As you can see from the teaser executive summary that AMR put out for its Global Enterprise Application Market Sizing Report, 2008-2013, the company is being deliberately vague about precisely how the six different parts of the enterprise software racket did in 2008. Those parts are: enterprise resource planning (ERP), supply chain management (SCM), supply management (which wasn’t given an abbreviation), product lifecycle management (PLM), human capital management (HCM), and customer relationship management (CRM). The teaser did reveal that the PLM segment declined by 2 percent and that sales for the other five areas had revenue growth last year of between 4 and 9 percent.
For 2009, AMR says that the ERP, SCM, supply management (again, no abbreviation, so I guess we won’t get confused with S&M or something. . .), HCM, and CRM segments “are not insulated from the overall downturn” and expects declines ranging from 2 to 6 percent because of ” budget lockdowns and the general reluctance by corporations to spend,” with new license sales will being “especially challenging.”
AMR says that software as a service and cloud computing are growing at a faster rate than traditional software license sales, although from a very tiny base, and says that the small and medium business market will be a battleground that software companies large and small are going to focus on and fight like crazy over.

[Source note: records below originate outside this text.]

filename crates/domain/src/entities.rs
use chrono::{DateTime, Utc};
use serde::{Deserialize, Serialize};
use shift_core::ShiftResult;
use std::collections::HashSet;

/// 入库任务状态记录，按 (entity_id, task_type, key) 唯一
#[derive(Debug, Clone, Serialize, Deserialize)]
pub struct TaskRecord {
    pub id: i64,
    pub entity_id: String,
    pub entity_type: String, // 固定为 "resource"
    pub task_type: String,   // 固定为 "shift"
    pub key: String,         // 固定为 "shift"
    pub state: TaskState,
    /// 作业引用，形如 {"job_id": "...", "job_key": null}
    pub value: Option<serde_json::Value>,
    /// 错误信息，形如 {"message": "..."}
    pub error: Option<serde_json::Value>,
    pub last_updated: DateTime<Utc>,
}

#[derive(Debug, Clone, PartialEq, Eq)]
pub enum TaskState {
    Submitting,
    Pending,
    Complete,
    Error,
    /// 工作进程上报的其他状态字符串原样保留
    Other(String),
}

impl TaskState {
    pub fn as_str(&self) -> &str {
        match self {
            TaskState::Submitting => "submitting",
            TaskState::Pending => "pending",
            TaskState::Complete => "complete",
            TaskState::Error => "error",
            TaskState::Other(s) => s.as_str(),
        }
    }
}

impl From<&str> for TaskState {
    fn from(s: &str) -> Self {
        match s {
            "submitting" => TaskState::Submitting,
            "pending" => TaskState::Pending,
            "complete" => TaskState::Complete,
            "error" => TaskState::Error,
            other => TaskState::Other(other.to_string()),
        }
    }
}

impl std::fmt::Display for TaskState {
    fn fmt(&self, f: &mut std::fmt::Formatter<'_>) -> std::fmt::Result {
        f.write_str(self.as_str())
    }
}

impl Serialize for TaskState {
    fn serialize<S: serde::Serializer>(&self, serializer: S) -> Result<S::Ok, S::Error> {
        serializer.serialize_str(self.as_str())
    }
}

impl<'de> Deserialize<'de> for TaskState {
    fn deserialize<D: serde::Deserializer<'de>>(deserializer: D) -> Result<Self, D::Error> {
        let s = String::deserialize(deserializer)?;
        Ok(TaskState::from(s.as_str()))
    }
}

impl sqlx::Type<sqlx::Postgres> for TaskState {
    fn type_info() -> sqlx::postgres::PgTypeInfo {
        sqlx::postgres::PgTypeInfo::with_name("VARCHAR")
    }
}

impl sqlx::Type<sqlx::Sqlite> for TaskState {
    fn type_info() -> sqlx::sqlite::SqliteTypeInfo {
        <str as sqlx::Type<sqlx::Sqlite>>::type_info()
    }
}

impl<'r> sqlx::Decode<'r, sqlx::Postgres> for TaskState {
    fn decode(value: sqlx::postgres::PgValueRef<'r>) -> Result<Self, sqlx::error::BoxDynError> {
        let s = <&str as sqlx::Decode<sqlx::Postgres>>::decode(value)?;
        Ok(TaskState::from(s))
    }
}

impl<'r> sqlx::Decode<'r, sqlx::Sqlite> for TaskState {
    fn decode(value: sqlx::sqlite::SqliteValueRef<'r>) -> Result<Self, sqlx::error::BoxDynError> {
        let s = <&str as sqlx::Decode<sqlx::Sqlite>>::decode(value)?;
        Ok(TaskState::from(s))
    }
}

impl<'q> sqlx::Encode<'q, sqlx::Postgres> for TaskState {
    fn encode_by_ref(
        &self,
        buf: &mut sqlx::postgres::PgArgumentBuffer,
    ) -> Result<sqlx::encode::IsNull, Box<dyn std::error::Error + Send + Sync>> {
        <String as sqlx::Encode<sqlx::Postgres>>::encode(self.as_str().to_string(), buf)
    }
}

impl<'q> sqlx::Encode<'q, sqlx::Sqlite> for TaskState {
    fn encode_by_ref(
        &self,
        args: &mut Vec<sqlx::sqlite::SqliteArgumentValue<'q>>,
    ) -> Result<sqlx::encode::IsNull, Box<dyn std::error::Error + Send + Sync>> {
        <String as sqlx::Encode<sqlx::Sqlite>>::encode(self.as_str().to_string(), args)
    }
}

impl TaskRecord {
    pub const ENTITY_TYPE_RESOURCE: &'static str = "resource";
    pub const TASK_TYPE_SHIFT: &'static str = "shift";
    pub const KEY_SHIFT: &'static str = "shift";

    /// 为资源创建一条处于 submitting 状态的新任务记录
    pub fn new_submitting(resource_id: &str) -> Self {
        Self {
            id: 0, // 将由数据库生成
            entity_id: resource_id.to_string(),
            entity_type: Self::ENTITY_TYPE_RESOURCE.to_string(),
            task_type: Self::TASK_TYPE_SHIFT.to_string(),
            key: Self::KEY_SHIFT.to_string(),
            state: TaskState::Submitting,
            value: None,
            error: None,
            last_updated: Utc::now(),
        }
    }
    pub fn is_pending(&self) -> bool {
        matches!(self.state, TaskState::Pending)
    }
    /// 距上次更新经过的秒数
    pub fn age_seconds(&self, now: DateTime<Utc>) -> i64 {
        (now - self.last_updated).num_seconds()
    }
    pub fn set_job_ref(&mut self, job_ref: &JobRef) -> ShiftResult<()> {
        self.value = Some(serde_json::to_value(job_ref)?);
        Ok(())
    }
    pub fn job_ref(&self) -> Option<JobRef> {
        self.value
            .as_ref()
            .and_then(|v| serde_json::from_value(v.clone()).ok())
    }
    pub fn entity_description(&self) -> String {
        format!(
            "入库任务 (资源: {}, 状态: {})",
            self.entity_id, self.state
        )
    }
}

/// 投递给外部工作进程的作业请求，入队后所有权移交队列
#[derive(Debug, Clone, Serialize, Deserialize)]
pub struct JobRequest {
    pub api_key: String,
    pub job_type: String,
    /// 作业完成后回调的 shift_hook 地址
    pub result_url: String,
    pub metadata: JobMetadata,
}

impl JobRequest {
    pub const JOB_TYPE_PUSH_TO_DATASTORE: &'static str = "push_to_datastore";
}

#[derive(Debug, Clone, Serialize, Deserialize)]
pub struct JobMetadata {
    pub resource_id: String,
    pub site_url: String,
    pub ignore_hash: bool,
    pub set_url_type: bool,
    /// 任务创建时间，朴素时间戳格式（见 time 模块）
    pub task_created: String,
    /// 提交时资源的URL，用于完成后检测URL变更
    pub original_url: String,
}

/// 队列返回的作业引用，仅用于记账
#[derive(Debug, Clone, PartialEq, Serialize, Deserialize)]
pub struct JobRef {
    pub job_id: String,
    pub job_key: Option<String>,
}

impl JobRef {
    pub fn new<S: Into<String>>(job_id: S) -> Self {
        Self {
            job_id: job_id.into(),
            job_key: None,
        }
    }
}

/// 平台资源，只读输入
#[derive(Debug, Clone, Serialize, Deserialize)]
pub struct Resource {
    pub id: String,
    pub package_id: String,
    #[serde(default)]
    pub url: String,
    #[serde(default)]
    pub url_type: Option<String>,
    #[serde(default)]
    pub format: Option<String>,
    #[serde(default)]
    pub last_modified: Option<String>,
}

/// 平台数据集（资源的父级），只读输入
#[derive(Debug, Clone, Serialize, Deserialize)]
pub struct Dataset {
    pub id: String,
    pub name: String,
    #[serde(default)]
    pub title: Option<String>,
}

/// 动作层的能力标识，shift_submit 与 shift_hook 校验同一能力
#[derive(Debug, Clone, Copy, PartialEq, Eq, Hash, Serialize, Deserialize)]
pub enum Capability {
    SubmitIngest,
}

impl Capability {
    pub fn as_str(&self) -> &'static str {
        match self {
            Capability::SubmitIngest => "ingest_submit",
        }
    }
}

impl std::fmt::Display for Capability {
    fn fmt(&self, f: &mut std::fmt::Formatter<'_>) -> std::fmt::Result {
        f.write_str(self.as_str())
    }
}

/// 经过认证的调用方身份，由API层构造后传入动作层
#[derive(Debug, Clone)]
pub struct CallerCredential {
    pub user_id: String,
    pub capabilities: HashSet<Capability>,
}

impl CallerCredential {
    pub fn new<S, C>(user_id: S, capabilities: C) -> Self
    where
        S: Into<String>,
        C: IntoIterator<Item = Capability>,
    {
        Self {
            user_id: user_id.into(),
            capabilities: capabilities.into_iter().collect(),
        }
    }
    pub fn has_capability(&self, capability: Capability) -> bool {
        self.capabilities.contains(&capability)
    }
}
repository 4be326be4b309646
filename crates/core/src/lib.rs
pub mod config;
pub mod errors;

pub use config::*;
pub use errors::{ShiftError, ShiftResult};
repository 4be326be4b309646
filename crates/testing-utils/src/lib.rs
//! # Shift Testing Utils
//!
//! Shared testing utilities for the shift ingest service.
//! This crate provides mock implementations of all domain ports so the
//! other crates in the workspace can unit test without a database, a
//! message broker or a live platform instance.
//!
//! ## Usage
//!
//! Add this crate as a dev-dependency:
//!
//! ```toml
//! [dev-dependencies]
//! shift-testing-utils = { path = "../testing-utils" }
//! ```
//!
//! Then use the mocks in your tests:
//!
//! ```rust
//! use shift_testing_utils::mocks::*;
//! ```

pub mod mocks;

pub use mocks::{
    MockJobQueue, MockPlatformDirectory, MockTaskStore, RecordingExtension,
};
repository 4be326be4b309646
use chrono::{DateTime, NaiveDateTime, Utc};

/// 任务时间戳的线上格式，与工作进程约定一致；解析时允许省略小数秒
pub const WIRE_TIMESTAMP_FORMAT: &str = "%Y-%m-%dT%H:%M:%S%.f";

pub fn format_wire_timestamp(ts: DateTime<Utc>) -> String {
    ts.naive_utc().format(WIRE_TIMESTAMP_FORMAT).to_string()
}

/// 解析失败返回None，调用方将其视为"无该时间信息"
pub fn parse_wire_timestamp(s: &str) -> Option<NaiveDateTime> {
    NaiveDateTime::parse_from_str(s, WIRE_TIMESTAMP_FORMAT).ok()
}

#[cfg(test)]
mod tests {
    use super::*;
    use chrono::{NaiveDate, TimeZone};

    #[test]
    fn test_parse_without_fraction() {
        let ts = parse_wire_timestamp("2023-01-02T00:00:00").unwrap();
        assert_eq!(
            ts,
            NaiveDate::from_ymd_opt(2023, 1, 2)
                .unwrap()
                .and_hms_opt(0, 0, 0)
                .unwrap()
        );
    }

    #[test]
    fn test_parse_with_microseconds() {
        let ts = parse_wire_timestamp("2023-01-02T03:04:05.678901").unwrap();
        assert_eq!(ts.format("%Y-%m-%d %H:%M:%S").to_string(), "2023-01-02 03:04:05");
    }

    #[test]
    fn test_parse_garbage_returns_none() {
        assert!(parse_wire_timestamp("not-a-date").is_none());
        assert!(parse_wire_timestamp("2023/01/02 00:00:00").is_none());
        assert!(parse_wire_timestamp("").is_none());
    }

    #[test]
    fn test_format_round_trip() {
        let ts = Utc.with_ymd_and_hms(2023, 5, 6, 7, 8, 9).unwrap();
        let formatted = format_wire_timestamp(ts);
        let parsed = parse_wire_timestamp(&formatted).unwrap();
        assert_eq!(parsed, ts.naive_utc());
    }

    #[test]
    fn test_parsed_timestamps_are_ordered() {
        let earlier = parse_wire_timestamp("2023-01-01T00:00:00").unwrap();
        let later = parse_wire_timestamp("2023-01-02T00:00:00").unwrap();
        assert!(later > earlier);
    }
}
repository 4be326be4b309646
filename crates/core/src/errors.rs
use thiserror::Error;

#[derive(Debug, Error)]
pub enum ShiftError {
    #[error("数据库错误: {0}")]
    Database(#[from] sqlx::Error),
    #[error("数据库操作错误: {0}")]
    DatabaseOperation(String),
    #[error("任务记录未找到: 资源 {resource_id}")]
    TaskNotFound { resource_id: String },
    #[error("资源未找到: {resource_id}")]
    ResourceNotFound { resource_id: String },
    #[error("数据集未找到: {dataset_id}")]
    DatasetNotFound { dataset_id: String },
    #[error("缺少必需参数: {name}")]
    MissingParameter { name: String },
    #[error("数据验证失败: {0}")]
    ValidationError(String),
    #[error("权限不足: 资源 {resource_id} 的 {capability} 操作被拒绝")]
    AuthorizationDenied {
        capability: String,
        resource_id: String,
    },
    #[error("消息队列错误: {0}")]
    MessageQueue(String),
    #[error("平台接口调用失败: {action} - {reason}")]
    PlatformCall { action: String, reason: String },
    #[error("序列化错误: {0}")]
    Serialization(String),
    #[error("配置错误: {0}")]
    Configuration(String),
    #[error("网络错误: {0}")]
    Network(String),
    #[error("内部错误: {0}")]
    Internal(String),
}

pub type ShiftResult<T> = Result<T, ShiftError>;

impl ShiftError {
    pub fn database_error<S: Into<String>>(msg: S) -> Self {
        Self::DatabaseOperation(msg.into())
    }
    pub fn task_not_found<S: Into<String>>(resource_id: S) -> Self {
        Self::TaskNotFound {
            resource_id: resource_id.into(),
        }
    }
    pub fn resource_not_found<S: Into<String>>(resource_id: S) -> Self {
        Self::ResourceNotFound {
            resource_id: resource_id.into(),
        }
    }
    pub fn dataset_not_found<S: Into<String>>(dataset_id: S) -> Self {
        Self::DatasetNotFound {
            dataset_id: dataset_id.into(),
        }
    }
    pub fn missing_parameter<S: Into<String>>(name: S) -> Self {
        Self::MissingParameter { name: name.into() }
    }
    pub fn validation_error<S: Into<String>>(msg: S) -> Self {
        Self::ValidationError(msg.into())
    }
    pub fn authorization_denied<S: Into<String>>(capability: S, resource_id: S) -> Self {
        Self::AuthorizationDenied {
            capability: capability.into(),
            resource_id: resource_id.into(),
        }
    }
    pub fn queue_error<S: Into<String>>(msg: S) -> Self {
        Self::MessageQueue(msg.into())
    }
    pub fn platform_call<A: Into<String>, R: Into<String>>(action: A, reason: R) -> Self {
        Self::PlatformCall {
            action: action.into(),
            reason: reason.into(),
        }
    }
    pub fn config_error<S: Into<String>>(msg: S) -> Self {
        Self::Configuration(msg.into())
    }
    /// 面向API调用方的提示语，不暴露内部细节
    pub fn user_message(&self) -> &str {
        match self {
            ShiftError::TaskNotFound { .. } => "该资源没有对应的入库任务记录",
            ShiftError::ResourceNotFound { .. } => "请求的资源不存在",
            ShiftError::DatasetNotFound { .. } => "请求的数据集不存在",
            ShiftError::MissingParameter { .. } => "请求缺少必需参数",
            ShiftError::ValidationError(_) => "输入数据验证失败",
            ShiftError::AuthorizationDenied { .. } => "您没有执行此操作的权限",
            ShiftError::MessageQueue(_) => "任务入队失败，请稍后重试",
            ShiftError::PlatformCall { .. } => "平台接口暂时不可用，请稍后重试",
            _ => "系统繁忙，请稍后重试",
        }
    }
}

impl From<serde_json::Error> for ShiftError {
    fn from(err: serde_json::Error) -> Self {
        ShiftError::Serialization(err.to_string())
    }
}

impl From<anyhow::Error> for ShiftError {
    fn from(err: anyhow::Error) -> Self {
        ShiftError::Internal(err.to_string())
    }
}
//! Shift 动作层
//!
//! 对外暴露 shift_submit / shift_hook 两个动作的服务实现,
//! API 层只做协议转换,业务规则全部集中在这里。

pub mod requests;
pub mod service;

pub use requests::{HookMetadata, HookOutcome, HookRequest, SubmitRequest};
pub use service::ShiftService;
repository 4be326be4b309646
pub mod postgres_task_store;

pub use postgres_task_store::PostgresTaskStore;
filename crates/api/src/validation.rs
//! 动作入参的结构校验
//!
//! 在进入服务层之前逐字段检查请求体，错误按字段聚合后由
//! ApiError统一转换为带字段明细的400响应。

use shift_actions::{HookRequest, SubmitRequest};
use validator::{ValidationError, ValidationErrors};

/// 验证资源ID格式
pub fn validate_resource_id(resource_id: &str) -> Result<(), ValidationError> {
    if resource_id.trim().is_empty() {
        return Err(ValidationError::new("required").with_message("资源ID不能为空".into()));
    }

    if resource_id.len() > 128 {
        return Err(
            ValidationError::new("length").with_message("资源ID长度不能超过128个字符".into())
        );
    }

    // 平台资源ID只包含字母、数字、下划线和连字符
    if !resource_id
        .chars()
        .all(|c| c.is_ascii_alphanumeric() || c == '_' || c == '-')
    {
        return Err(ValidationError::new("charset").with_message("资源ID包含非法字符".into()));
    }

    Ok(())
}

/// 验证作业状态字符串
///
/// 未知状态值是合法的（原样落库），这里只拒绝空值和超长值。
pub fn validate_status(status: &str) -> Result<(), ValidationError> {
    if status.trim().is_empty() {
        return Err(ValidationError::new("required").with_message("status不能为空".into()));
    }

    if status.len() > 64 {
        return Err(ValidationError::new("length").with_message("status长度不能超过64个字符".into()));
    }

    Ok(())
}

/// 验证 shift_submit 请求体
pub fn validate_submit_request(request: &SubmitRequest) -> Result<(), ValidationErrors> {
    let mut errors = ValidationErrors::new();

    if let Err(e) = validate_resource_id(&request.resource_id) {
        errors.add("resource_id", e);
    }

    if errors.is_empty() {
        Ok(())
    } else {
        Err(errors)
    }
}

/// 验证 shift_hook 请求体
pub fn validate_hook_request(request: &HookRequest) -> Result<(), ValidationErrors> {
    let mut errors = ValidationErrors::new();

    if let Err(e) = validate_resource_id(&request.metadata.resource_id) {
        errors.add("metadata.resource_id", e);
    }
    if let Err(e) = validate_status(&request.status) {
        errors.add("status", e);
    }

    if errors.is_empty() {
        Ok(())
    } else {
        Err(errors)
    }
}

#[cfg(test)]
mod tests {
    use super::*;
    use shift_actions::HookMetadata;

    #[test]
    fn test_valid_resource_ids() {
        assert!(validate_resource_id("res-1").is_ok());
        assert!(validate_resource_id("6f54b1c0_aa11").is_ok());
        assert!(validate_resource_id("6f54b1c0-aa11-4b52-9642-0de64fe5b87a").is_ok());
    }

    #[test]
    fn test_invalid_resource_ids() {
        assert!(validate_resource_id("").is_err());
        assert!(validate_resource_id("   ").is_err());
        assert!(validate_resource_id("res 1").is_err());
        assert!(validate_resource_id("res/1").is_err());
        assert!(validate_resource_id(&"x".repeat(129)).is_err());
    }

    #[test]
    fn test_status_validation() {
        assert!(validate_status("complete").is_ok());
        // 未知状态不被这里拒绝
        assert!(validate_status("reticulating").is_ok());
        assert!(validate_status("").is_err());
        assert!(validate_status(&"s".repeat(65)).is_err());
    }

    #[test]
    fn test_submit_request_validation() {
        assert!(validate_submit_request(&SubmitRequest::new("res-1")).is_ok());

        let errors = validate_submit_request(&SubmitRequest::new("")).unwrap_err();
        assert!(errors.field_errors().contains_key("resource_id"));
    }

    #[test]
    fn test_hook_request_collects_all_field_errors() {
        let request = HookRequest {
            metadata: HookMetadata {
                resource_id: "".to_string(),
                task_created: None,
                original_url: None,
            },
            status: "".to_string(),
        };

        let errors = validate_hook_request(&request).unwrap_err();
        let fields = errors.field_errors();
        assert!(fields.contains_key("metadata.resource_id"));
        assert!(fields.contains_key("status"));
    }
}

One interesting bit of that executive summary is that AMR gave out rankings of the top 50 enterprise software makers, ranked by total application revenues and by subscription revenue. SAP was ranked number one on the 2008 ranking, with $15.8 billion in application sales and $5.68 billion in license and subscription revenues. Oracle ranked number two on the lists, with $8.56 billion in application sales and $3.54 billion in licenses and subscriptions. SAP has a relatively small Power Systems i business, and Oracle has a pretty decent sized on thanks to its JD Edwards suites.
Infor, which has the largest installed base of i-related application software, ranked fourth with $2.21 billion in application sales, but eighth in terms of license and subscription sales, with $486 million in revenues. Look at the SaaS effect, though. Salesforce.com‘s online CRM software gave the eponymous company a number 10 ranking, with $1.02 billion in application sales in 2008, but Salesforce.com is now the number three vendor when ranking license and subscription fees in 2008, with $930 million in sales. Salesforce.com, in fact, is ranked ahead of Lawson Software, which also has a big i-related business and 7 posted $843 million in application sales in 2008 (a number 11 rank) but only $127 million in license and subscription sales (giving it a rank of 23 on that list).